Here I am, though. Two days in to 2010, and I'm already on my 3rd box of tissues. I can't stop blowing my nose, because I like breathing, and I strongly dislike the thought of not being able to do it. Even though I blow, and blow, and can't get anything out, I try because I just want to breathe again.

Have you ever seen a little kid with a runny nose? I see them all the time, and do you know what little kids do with those runny noses? Despite the fact they can't breathe from them? They take a nice, big, snuff in and swallow all that crap. Then they can breathe for a while, until it comes back, then they do it all again until their parents tell them, repeatedly, to blow their noses.

I, personally, remember doing this. I remember this vividly every single time I see a kid do it. It makes me shudder, because I can remember the salty taste, and I actually remember doing it. I'm sure you did too, even if you won't admit it. But that is why kids do it (1) because it vaguely reminds them of potato chips, and (2) because they don't know better.

I've learned better. In fact, I actually consider myself an expert nose-blower. (Not that you'd guess that by my current box-count). For instance, when you blow your nose, lifting up a nostril will allow more air-access, and it is far easier to blow a stuffy nose in a steamy shower than it is to blow on a tissue. I also know of this potentially-little-known thing I call (in my head) the raisin booger; the raisin booger is the best kind of booger, because if you get one of these, you can usually breathe for about an hour.

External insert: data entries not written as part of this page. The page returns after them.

//! LCh <-> HPLuv and the composed sRGB pipelines.
//!
//! Same as HSLuv except saturation is relative to
//! [`max_safe_chroma_for_l`], which is the same for every hue. That bound
//! is smaller, so HPLuv only covers pastel colors: saturated sRGB colors
//! come out above 100.

use crate::bounds::max_safe_chroma_for_l;
use crate::consts::{BLACK_LIGHTNESS, WHITE_LIGHTNESS};
use crate::lch::{lch_to_rgb, rgb_to_lch};

/// Converts LCh to HPLuv.
pub fn lch_to_hpluv(lch: [f64; 3]) -> [f64; 3] {
    let [l, c, h] = lch;

    if l > WHITE_LIGHTNESS {
        return [h, 0.0, 100.0];
    }
    if l < BLACK_LIGHTNESS {
        return [h, 0.0, 0.0];
    }

    let max = max_safe_chroma_for_l(l);
    [h, c / max * 100.0, l]
}

/// Converts HPLuv to LCh.
pub fn hpluv_to_lch(hpl: [f64; 3]) -> [f64; 3] {
    let [h, s, l] = hpl;

    if l > WHITE_LIGHTNESS {
        return [100.0, 0.0, h];
    }
    if l < BLACK_LIGHTNESS {
        return [0.0, 0.0, h];
    }

    let max = max_safe_chroma_for_l(l);
    [l, max / 100.0 * s, h]
}

/// Converts sRGB in `[0, 1]` to HPLuv.
#[inline]
pub fn rgb_to_hpluv(rgb: [f64; 3]) -> [f64; 3] {
    lch_to_hpluv(rgb_to_lch(rgb))
}

/// Converts HPLuv to sRGB, nominally `[0, 1]`.
#[inline]
pub fn hpluv_to_rgb(hpl: [f64; 3]) -> [f64; 3] {
    lch_to_rgb(hpluv_to_lch(hpl))
}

I actually discovered the raisin booger in the shower a long time ago. I was blowing my nose, in pure frustration, probably for hours, and it popped out. It was huge, lumpy, greenish-tinged-purple booger. It was so gross, and so huge, that I remember freaking out because I thought I broke my nose.

My mom always told me that if I blew both nostrils at once, I'd break my nose. (Yes, I used to try blowing both nostrils at once--how else does one become a professional nose-blower if one doesn't try absolutely everything possible?) So, yeah, I'm not sure if anyone else has these raisin-boogers, but they are the only good thing about being sick--like I said, if you get a hunk of raisin booger, you can usually breathe for about an hour. The only thing I'm not sure about is whether or not it's good to completely remove a raisin booger from it's habitat. Seriously, if you get all the mucus out of your nose, is that good or bad? Lately, as in this cold, I've been feeling like there has been a hole drilled into my nose. Raw nerve. Headache/eye ache sort of stuff. Maybe that's just sinus pressure. Maybe I've had too much cough syrup. Maybe I should just go to bed.

I just hope I haven't blown it and screwed up my nose. Ha. Pun, totally, intended.